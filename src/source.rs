// ABOUTME: Resolves a project source: a local directory or a git URL cloned to a temp dir.
// ABOUTME: A clone lives as long as its Checkout and is removed on close or drop.

use std::fmt;
use std::io;
use std::path::{Path, PathBuf};
use std::process::Stdio;
use tempfile::TempDir;
use tokio::process::Command;
use tracing::{debug, info};

use crate::error::{Error, Result};

const REMOTE_PREFIXES: &[&str] = &["http://", "https://", "git@", "ssh://"];

#[derive(Debug, Clone, PartialEq, Eq)]
pub enum Source {
    Local(PathBuf),
    Remote(String),
}

impl Source {
    pub fn parse(input: &str) -> Self {
        if REMOTE_PREFIXES.iter().any(|p| input.starts_with(p)) {
            Source::Remote(input.to_string())
        } else {
            Source::Local(PathBuf::from(input))
        }
    }

    pub fn is_remote(&self) -> bool {
        matches!(self, Source::Remote(_))
    }

    /// Short human label, used to name images built from this source.
    pub fn label(&self) -> String {
        let raw = match self {
            Source::Local(path) => path
                .canonicalize()
                .ok()
                .and_then(|p| p.file_name().map(|n| n.to_string_lossy().into_owned())),
            Source::Remote(url) => url
                .trim_end_matches('/')
                .rsplit(['/', ':'])
                .next()
                .map(|name| name.trim_end_matches(".git").to_string()),
        };
        raw.filter(|s| !s.is_empty())
            .unwrap_or_else(|| "project".to_string())
    }
}

impl fmt::Display for Source {
    fn fmt(&self, f: &mut fmt::Formatter<'_>) -> fmt::Result {
        match self {
            Source::Local(path) => write!(f, "{}", path.display()),
            Source::Remote(url) => write!(f, "{url}"),
        }
    }
}

/// A project directory ready for detection and staging.
#[derive(Debug)]
pub struct Checkout {
    path: PathBuf,
    clone_dir: Option<TempDir>,
}

impl Checkout {
    pub fn path(&self) -> &Path {
        &self.path
    }

    pub fn is_temporary(&self) -> bool {
        self.clone_dir.is_some()
    }

    /// Remove a cloned checkout. Local checkouts are left alone.
    pub fn close(mut self) -> io::Result<()> {
        match self.clone_dir.take() {
            Some(dir) => dir.close(),
            None => Ok(()),
        }
    }
}

pub async fn acquire(source: &Source) -> Result<Checkout> {
    match source {
        Source::Local(path) => {
            if !path.is_dir() {
                return Err(Error::SourceNotFound(path.clone()));
            }
            Ok(Checkout {
                path: path.clone(),
                clone_dir: None,
            })
        }
        Source::Remote(url) => clone(url).await,
    }
}

async fn clone(url: &str) -> Result<Checkout> {
    let dir = tempfile::Builder::new().prefix("boxrun-src-").tempdir()?;
    let target = dir.path().join("repo");
    info!(%url, "Cloning repository");

    let output = Command::new("git")
        .args(["clone", "--depth", "1", "--quiet", url])
        .arg(&target)
        .stdin(Stdio::null())
        .stdout(Stdio::piped())
        .stderr(Stdio::piped())
        .kill_on_drop(true)
        .output()
        .await
        .map_err(|e| Error::Clone {
            url: url.to_string(),
            message: format!("failed to run git: {e}"),
        })?;

    if !output.status.success() {
        return Err(Error::Clone {
            url: url.to_string(),
            message: String::from_utf8_lossy(&output.stderr).trim().to_string(),
        });
    }

    debug!(path = %target.display(), "Clone complete");
    Ok(Checkout {
        path: target,
        clone_dir: Some(dir),
    })
}

#[cfg(test)]
mod tests {
    use super::*;

    #[test]
    fn recognizes_remote_prefixes() {
        assert!(Source::parse("https://github.com/acme/app.git").is_remote());
        assert!(Source::parse("git@github.com:acme/app.git").is_remote());
        assert!(Source::parse("ssh://git@host/app").is_remote());
        assert!(!Source::parse("./app").is_remote());
        assert!(!Source::parse("/srv/https-proxy").is_remote());
    }

    #[test]
    fn labels_strip_git_suffix() {
        assert_eq!(Source::parse("https://github.com/acme/app.git").label(), "app");
        assert_eq!(Source::parse("git@github.com:acme/tool").label(), "tool");
    }

    #[test]
    fn local_label_uses_directory_name() {
        let dir = tempfile::Builder::new().prefix("myproj").tempdir().unwrap();
        let label = Source::Local(dir.path().to_path_buf()).label();
        assert!(label.starts_with("myproj"));
    }

    #[tokio::test]
    async fn missing_local_source_is_an_error() {
        let err = acquire(&Source::parse("/definitely/not/here"))
            .await
            .unwrap_err();
        assert!(matches!(err, Error::SourceNotFound(_)));
    }

    #[tokio::test]
    async fn local_checkout_is_not_removed() {
        let dir = TempDir::new().unwrap();
        let checkout = acquire(&Source::Local(dir.path().to_path_buf()))
            .await
            .unwrap();
        assert!(!checkout.is_temporary());
        checkout.close().unwrap();
        assert!(dir.path().exists());
    }
}
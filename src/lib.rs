// ABOUTME: Library root for boxrun - exposes public types for testing.
// ABOUTME: The main binary is in main.rs.

pub mod config;
pub mod detect;
pub mod diagnostics;
pub mod error;
pub mod output;
pub mod pipeline;
pub mod runtime;
pub mod source;
pub mod stage;
pub mod suite;
pub mod types;
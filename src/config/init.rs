// ABOUTME: Config scaffolding for new workspaces.
// ABOUTME: Creates a commented boxrun.yml template.

use std::path::Path;

use crate::error::{Error, Result};

use super::CONFIG_FILENAME;

const TEMPLATE: &str = r#"# boxrun configuration
#
# Every key is optional; the values below are the defaults.

# engine:
#   runtime: docker          # or podman
#   program: /usr/bin/docker # explicit CLI path

recipes_dir: dockers
# support_files: [python_run.sh]

build_timeout: 5m
run_timeout: 60s
max_depth: 8

# build_args:
#   PIP_INDEX_URL: { env: PIP_INDEX_URL, default: https://pypi.org/simple }

suite:
  fixtures_dir: test_projects
  results_dir: results
  success_marker: SUCCESS
  jobs: 1
  images: before             # keep, before, after or both
  # cases:
  #   - { id: java/simple, ecosystem: java }
"#;

pub fn init_config(dir: &Path, force: bool) -> Result<()> {
    let config_path = dir.join(CONFIG_FILENAME);

    if config_path.exists() && !force {
        return Err(Error::AlreadyExists(config_path));
    }

    std::fs::write(&config_path, TEMPLATE)?;
    Ok(())
}
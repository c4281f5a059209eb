// ABOUTME: Signature catalog mapping ecosystems to extensions and marker files.
// ABOUTME: Ordered and immutable; declaration order breaks detection ties.

use serde::{Deserialize, Serialize};
use std::collections::BTreeSet;

use crate::types::EcosystemId;

/// Signals that recognize one ecosystem.
#[derive(Debug, Clone, PartialEq, Eq, Serialize, Deserialize)]
pub struct EcosystemSignature {
    #[serde(rename = "id")]
    pub identifier: EcosystemId,

    /// Extensions without the leading dot, compared case-sensitively.
    #[serde(default)]
    pub extensions: BTreeSet<String>,

    /// File names whose presence implies the ecosystem.
    #[serde(default, rename = "markers")]
    pub marker_files: BTreeSet<String>,
}

impl EcosystemSignature {
    pub fn new(identifier: EcosystemId) -> Self {
        Self {
            identifier,
            extensions: BTreeSet::new(),
            marker_files: BTreeSet::new(),
        }
    }

    pub fn with_extensions<I, S>(mut self, extensions: I) -> Self
    where
        I: IntoIterator<Item = S>,
        S: Into<String>,
    {
        self.extensions
            .extend(extensions.into_iter().map(|e| e.into().trim_start_matches('.').to_string()));
        self
    }

    pub fn with_markers<I, S>(mut self, markers: I) -> Self
    where
        I: IntoIterator<Item = S>,
        S: Into<String>,
    {
        self.marker_files.extend(markers.into_iter().map(Into::into));
        self
    }
}

/// Error building a catalog from user-supplied signatures.
#[derive(Debug, thiserror::Error, PartialEq, Eq)]
pub enum CatalogError {
    #[error("ecosystem catalog is empty")]
    Empty,

    #[error("ecosystem '{0}' is declared more than once")]
    Duplicate(EcosystemId),

    #[error("ecosystem '{0}' has neither extensions nor marker files")]
    NoSignals(EcosystemId),
}

/// Ordered, immutable set of ecosystem signatures.
///
/// Built once at startup and handed to the detector; iteration always
/// follows declaration order.
#[derive(Debug, Clone, PartialEq, Eq)]
pub struct SignatureCatalog {
    entries: Vec<EcosystemSignature>,
}

impl SignatureCatalog {
    pub fn new(entries: Vec<EcosystemSignature>) -> Result<Self, CatalogError> {
        if entries.is_empty() {
            return Err(CatalogError::Empty);
        }

        let mut seen = BTreeSet::new();
        for entry in &entries {
            if !seen.insert(&entry.identifier) {
                return Err(CatalogError::Duplicate(entry.identifier.clone()));
            }
            if entry.extensions.is_empty() && entry.marker_files.is_empty() {
                return Err(CatalogError::NoSignals(entry.identifier.clone()));
            }
        }

        Ok(Self { entries })
    }

    /// The catalog shipped with boxrun.
    pub fn builtin() -> Self {
        let entries = BUILTIN
            .iter()
            .map(|(id, extensions, markers)| {
                EcosystemSignature::new(builtin_id(id))
                    .with_extensions(extensions.iter().copied())
                    .with_markers(markers.iter().copied())
            })
            .collect();
        Self { entries }
    }

    pub fn iter(&self) -> impl Iterator<Item = &EcosystemSignature> {
        self.entries.iter()
    }

    pub fn get(&self, id: &EcosystemId) -> Option<&EcosystemSignature> {
        self.entries.iter().find(|e| &e.identifier == id)
    }

    pub fn contains(&self, id: &EcosystemId) -> bool {
        self.get(id).is_some()
    }

    pub fn len(&self) -> usize {
        self.entries.len()
    }

    pub fn is_empty(&self) -> bool {
        self.entries.is_empty()
    }
}

impl Default for SignatureCatalog {
    fn default() -> Self {
        Self::builtin()
    }
}

type BuiltinEntry = (&'static str, &'static [&'static str], &'static [&'static str]);

const BUILTIN: &[BuiltinEntry] = &[
    (
        "python",
        &["py"],
        &[
            "requirements.txt",
            "pyproject.toml",
            "setup.py",
            "environment.yml",
            "Pipfile",
        ],
    ),
    ("java", &["java"], &["pom.xml", "build.gradle", "mvnw"]),
    (
        "kotlin",
        &["kt", "kts"],
        &["build.gradle.kts", "settings.gradle.kts"],
    ),
    (
        "js",
        &["js", "mjs", "cjs", "jsx", "ts", "tsx"],
        &["package.json", "yarn.lock", "tsconfig.json"],
    ),
    ("go", &["go"], &["go.mod", "Taskfile.yml", "magefile.go"]),
    (
        "cpp",
        &["cpp", "cc", "cxx", "hpp", "hh"],
        &["CMakeLists.txt", "meson.build"],
    ),
];

fn builtin_id(id: &str) -> EcosystemId {
    EcosystemId::new(id).expect("builtin ecosystem identifiers are valid")
}
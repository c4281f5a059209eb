// ABOUTME: Shared helpers for locating the container engine and assembling the pipeline.
// ABOUTME: Used by the run, suite and clean commands.

use boxrun::config::Config;
use boxrun::error::Result;
use boxrun::output::Output;
use boxrun::pipeline::{Executor, Pipeline};
use boxrun::runtime::{self, ContainerEngine};
use std::sync::Arc;

/// Locate the container engine configured for (or found on) this machine.
pub fn connect_engine(config: &Config, output: &Output) -> Result<Arc<dyn ContainerEngine>> {
    output.progress("  → Detecting container engine...");
    let mut engine_config = config.engine.clone();
    if let Some(program) = engine_config.as_mut().and_then(|c| c.program.as_mut())
        && program.components().count() > 1
    {
        *program = config.resolve(program);
    }

    let engine = runtime::connect(engine_config.as_ref())?;
    output.progress(&format!(
        "  → Using {} ({})",
        engine.info().runtime_type,
        engine.info().program.display()
    ));
    Ok(Arc::new(engine))
}

/// Pipeline over `engine` with the configured budgets and recipes.
pub fn build_pipeline(
    config: &Config,
    engine: Arc<dyn ContainerEngine>,
    success_marker: Option<String>,
) -> Result<Pipeline> {
    let settings = config.executor_settings(success_marker)?;
    Ok(Pipeline::new(
        Executor::new(engine, settings),
        config.recipe_book(),
    ))
}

- ACTIVITY
An exact repetition of the material above is required, from its first line through the line holding "from this source.", with nothing added.

- TASK SOLUTION
filename src/source.rs
// ABOUTME: Resolves a project source: a local directory or a git URL cloned to a temp dir.
// ABOUTME: A clone lives as long as its Checkout and is removed on close or drop.

use std::fmt;
use std::io;
use std::path::{Path, PathBuf};
use std::process::Stdio;
use tempfile::TempDir;
use tokio::process::Command;
use tracing::{debug, info};

use crate::error::{Error, Result};

const REMOTE_PREFIXES: &[&str] = &["http://", "https://", "git@", "ssh://"];

#[derive(Debug, Clone, PartialEq, Eq)]
pub enum Source {
    Local(PathBuf),
    Remote(String),
}

impl Source {
    pub fn parse(input: &str) -> Self {
        if REMOTE_PREFIXES.iter().any(|p| input.starts_with(p)) {
            Source::Remote(input.to_string())
        } else {
            Source::Local(PathBuf::from(input))
        }
    }

    pub fn is_remote(&self) -> bool {
        matches!(self, Source::Remote(_))
    }

    /// Short human label, used to name images built from this source.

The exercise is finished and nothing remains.